Panacea Records is an independent American record label founded by Bill Ray and Paul Trust in 1993. The label has a primary focus on rock music but has branched out into electronic and country music as well. Panacea Records has released music by artists including Morgan Wallen, Atom Smash, Endo, and Sunday Driver.

History 
Panacea Records was founded in 1993 by Bill Ray and Paul Trust. Operating primarily out of South Florida, Panacea Records has signed numerous local bands such as Al's Not Well, Endo, and Sunday Driver to record contracts.
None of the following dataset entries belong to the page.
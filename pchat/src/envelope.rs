//! Success and failure envelope construction.
//!
//! ```rust
//! use pchat::{ChatError, ChatResponse, ChatStatus};
//!
//! let ok = ChatResponse::success("abc", "gemma2:2b", "hi there");
//! assert_eq!(ok.status, ChatStatus::Completed);
//!
//! let failed = ChatResponse::failure("abc", "gemma2:2b", &ChatError::model_not_set());
//! assert_eq!(failed.status, ChatStatus::Error);
//! assert!(failed.is_client_error());
//! ```

use crate::{ChatError, ChatResponse, ChatStatus};

impl ChatResponse {
    pub fn success(id: impl Into<String>, model: impl Into<String>, text: impl Into<String>) -> Self {
        Self {
            id: id.into(),
            model: model.into(),
            response_text: text.into(),
            status: ChatStatus::Completed,
            error: None,
            substituted_from: None,
            error_kind: None,
        }
    }

    pub fn failure(id: impl Into<String>, model: impl Into<String>, error: &ChatError) -> Self {
        Self {
            id: id.into(),
            model: model.into(),
            response_text: String::new(),
            status: ChatStatus::Error,
            error: Some(error.message.clone()),
            substituted_from: None,
            error_kind: Some(error.kind),
        }
    }

    pub fn with_substituted_from(mut self, requested: Option<String>) -> Self {
        self.substituted_from = requested;
        self
    }

    pub fn is_completed(&self) -> bool {
        self.status == ChatStatus::Completed
    }

    pub fn is_client_error(&self) -> bool {
        self.error_kind.is_some_and(|kind| kind.is_client_error())
    }
}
The band Atom Smash was formed by Sergio Sanchez with the assistance of Panacea Records in 2007. Atom Smash was able to record and release both the Sacrifice and Kill Me EPs under Panacea Records before they eventually signed with Jive Records. In 2014 the country music singer Morgan Wallen met Sergio Sanchez while the former was on The Voice. Sanchez then introduced Wallen to Bill Ray and Paul Trust of Panacea Records who signed the country music singer in 2015. In the same year, Wallen and Panacea recorded and released the EP Stand Alone and Wallen's debut single "Spin You Around". "Spin You Around" has since been streamed over 20 million times on Spotify, over 4 million times on YouTube and over 40 million times worldwide as of July 31, 2020.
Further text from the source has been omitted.